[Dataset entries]
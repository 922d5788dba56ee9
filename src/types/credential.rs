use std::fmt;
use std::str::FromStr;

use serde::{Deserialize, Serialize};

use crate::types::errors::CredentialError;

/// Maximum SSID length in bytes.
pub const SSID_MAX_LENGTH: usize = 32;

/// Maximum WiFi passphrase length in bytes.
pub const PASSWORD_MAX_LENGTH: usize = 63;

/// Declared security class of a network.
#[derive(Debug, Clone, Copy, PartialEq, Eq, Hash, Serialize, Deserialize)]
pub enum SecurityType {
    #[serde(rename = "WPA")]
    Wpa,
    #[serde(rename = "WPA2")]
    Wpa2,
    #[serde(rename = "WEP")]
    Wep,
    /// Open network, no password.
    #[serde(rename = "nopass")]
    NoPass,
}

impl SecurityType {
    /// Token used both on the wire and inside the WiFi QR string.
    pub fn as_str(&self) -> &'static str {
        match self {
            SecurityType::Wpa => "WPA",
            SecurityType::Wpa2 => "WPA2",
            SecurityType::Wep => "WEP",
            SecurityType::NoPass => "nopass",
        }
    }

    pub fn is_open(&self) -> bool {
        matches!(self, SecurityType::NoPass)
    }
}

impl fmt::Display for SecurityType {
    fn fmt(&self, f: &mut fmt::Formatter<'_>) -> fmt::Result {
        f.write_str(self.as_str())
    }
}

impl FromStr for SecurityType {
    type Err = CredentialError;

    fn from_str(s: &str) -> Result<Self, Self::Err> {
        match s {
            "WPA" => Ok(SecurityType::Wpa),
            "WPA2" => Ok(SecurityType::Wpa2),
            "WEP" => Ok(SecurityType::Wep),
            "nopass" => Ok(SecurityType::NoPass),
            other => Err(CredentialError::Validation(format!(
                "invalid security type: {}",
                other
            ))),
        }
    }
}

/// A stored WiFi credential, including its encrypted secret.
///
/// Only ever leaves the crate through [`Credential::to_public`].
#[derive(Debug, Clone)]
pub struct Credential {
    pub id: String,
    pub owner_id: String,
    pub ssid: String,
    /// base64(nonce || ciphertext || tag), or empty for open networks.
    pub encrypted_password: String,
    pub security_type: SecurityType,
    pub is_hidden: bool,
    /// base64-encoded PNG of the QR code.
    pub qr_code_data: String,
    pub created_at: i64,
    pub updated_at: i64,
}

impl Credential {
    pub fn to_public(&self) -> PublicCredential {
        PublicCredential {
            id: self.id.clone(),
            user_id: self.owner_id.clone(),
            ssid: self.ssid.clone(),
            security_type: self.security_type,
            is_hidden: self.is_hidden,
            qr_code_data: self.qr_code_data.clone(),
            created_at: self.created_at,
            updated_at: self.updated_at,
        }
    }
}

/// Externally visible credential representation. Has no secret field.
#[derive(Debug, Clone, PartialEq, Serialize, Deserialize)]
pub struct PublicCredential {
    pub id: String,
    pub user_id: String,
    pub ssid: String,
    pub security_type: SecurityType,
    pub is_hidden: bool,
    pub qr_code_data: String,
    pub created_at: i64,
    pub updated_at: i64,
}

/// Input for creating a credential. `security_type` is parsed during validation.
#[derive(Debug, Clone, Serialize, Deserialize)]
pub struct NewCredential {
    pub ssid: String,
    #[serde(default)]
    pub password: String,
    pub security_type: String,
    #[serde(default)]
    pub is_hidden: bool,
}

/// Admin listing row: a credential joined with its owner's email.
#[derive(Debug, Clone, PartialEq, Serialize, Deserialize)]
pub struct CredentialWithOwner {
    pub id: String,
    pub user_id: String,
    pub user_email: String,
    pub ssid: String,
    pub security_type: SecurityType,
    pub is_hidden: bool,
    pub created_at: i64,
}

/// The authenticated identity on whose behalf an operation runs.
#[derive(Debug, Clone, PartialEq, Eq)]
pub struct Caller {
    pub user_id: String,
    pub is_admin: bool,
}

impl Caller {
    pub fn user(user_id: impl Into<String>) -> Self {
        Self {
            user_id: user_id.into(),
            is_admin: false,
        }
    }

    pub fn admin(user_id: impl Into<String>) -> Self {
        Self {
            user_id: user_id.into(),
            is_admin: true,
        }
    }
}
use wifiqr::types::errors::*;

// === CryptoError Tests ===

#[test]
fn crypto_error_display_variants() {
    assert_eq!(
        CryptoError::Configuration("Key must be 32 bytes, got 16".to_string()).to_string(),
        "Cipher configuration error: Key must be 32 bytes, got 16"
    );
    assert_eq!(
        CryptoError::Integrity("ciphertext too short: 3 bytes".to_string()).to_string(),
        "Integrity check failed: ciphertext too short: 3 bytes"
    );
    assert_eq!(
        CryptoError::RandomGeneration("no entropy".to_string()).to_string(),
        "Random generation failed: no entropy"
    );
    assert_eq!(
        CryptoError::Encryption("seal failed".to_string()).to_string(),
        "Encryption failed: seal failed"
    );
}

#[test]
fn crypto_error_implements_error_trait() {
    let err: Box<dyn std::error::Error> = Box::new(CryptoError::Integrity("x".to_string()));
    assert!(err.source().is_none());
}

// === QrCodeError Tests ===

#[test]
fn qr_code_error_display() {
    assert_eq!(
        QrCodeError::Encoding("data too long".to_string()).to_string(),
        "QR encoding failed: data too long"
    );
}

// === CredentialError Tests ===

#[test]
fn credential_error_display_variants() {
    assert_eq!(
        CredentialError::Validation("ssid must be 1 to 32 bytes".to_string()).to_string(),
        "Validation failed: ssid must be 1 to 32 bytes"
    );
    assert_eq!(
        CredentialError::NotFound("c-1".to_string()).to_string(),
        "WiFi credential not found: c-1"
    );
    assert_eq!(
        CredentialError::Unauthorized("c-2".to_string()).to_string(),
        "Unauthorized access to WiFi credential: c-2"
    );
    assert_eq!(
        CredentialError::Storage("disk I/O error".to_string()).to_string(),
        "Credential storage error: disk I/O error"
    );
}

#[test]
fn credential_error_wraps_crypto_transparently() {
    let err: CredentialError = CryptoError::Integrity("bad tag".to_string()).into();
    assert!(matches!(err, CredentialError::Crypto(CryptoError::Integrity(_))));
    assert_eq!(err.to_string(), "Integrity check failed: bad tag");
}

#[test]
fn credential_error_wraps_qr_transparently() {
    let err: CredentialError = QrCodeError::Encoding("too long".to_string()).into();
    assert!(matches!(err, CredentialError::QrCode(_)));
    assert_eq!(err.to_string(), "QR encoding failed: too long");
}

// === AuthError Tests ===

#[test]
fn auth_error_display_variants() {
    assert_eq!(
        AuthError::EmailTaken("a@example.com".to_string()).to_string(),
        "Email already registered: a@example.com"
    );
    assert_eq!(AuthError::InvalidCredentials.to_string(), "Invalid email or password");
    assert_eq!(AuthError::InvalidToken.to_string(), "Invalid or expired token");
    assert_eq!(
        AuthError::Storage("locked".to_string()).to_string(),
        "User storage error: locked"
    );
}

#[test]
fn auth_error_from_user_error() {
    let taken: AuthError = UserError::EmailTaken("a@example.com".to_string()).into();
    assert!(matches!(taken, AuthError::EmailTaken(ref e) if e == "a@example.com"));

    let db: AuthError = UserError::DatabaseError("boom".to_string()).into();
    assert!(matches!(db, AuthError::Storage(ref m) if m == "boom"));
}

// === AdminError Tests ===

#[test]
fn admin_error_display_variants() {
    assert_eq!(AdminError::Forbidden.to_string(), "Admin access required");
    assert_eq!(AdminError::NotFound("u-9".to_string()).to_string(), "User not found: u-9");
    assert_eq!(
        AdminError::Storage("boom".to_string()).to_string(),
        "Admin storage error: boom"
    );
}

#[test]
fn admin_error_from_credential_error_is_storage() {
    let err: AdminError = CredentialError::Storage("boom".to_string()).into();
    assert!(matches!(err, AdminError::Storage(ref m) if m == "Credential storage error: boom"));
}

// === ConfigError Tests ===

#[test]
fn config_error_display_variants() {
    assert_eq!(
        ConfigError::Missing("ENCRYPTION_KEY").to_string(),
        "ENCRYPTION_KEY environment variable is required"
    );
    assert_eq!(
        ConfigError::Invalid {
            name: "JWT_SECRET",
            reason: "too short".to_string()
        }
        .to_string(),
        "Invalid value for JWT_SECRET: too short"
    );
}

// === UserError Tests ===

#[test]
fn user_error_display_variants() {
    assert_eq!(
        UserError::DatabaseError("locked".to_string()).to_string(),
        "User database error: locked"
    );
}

• TASK BRIEF:
Could you return the lines in the entries above that contain "other"?

• SOLVED PROBLEM:
            other => Err(CredentialError::Validation(format!(
                other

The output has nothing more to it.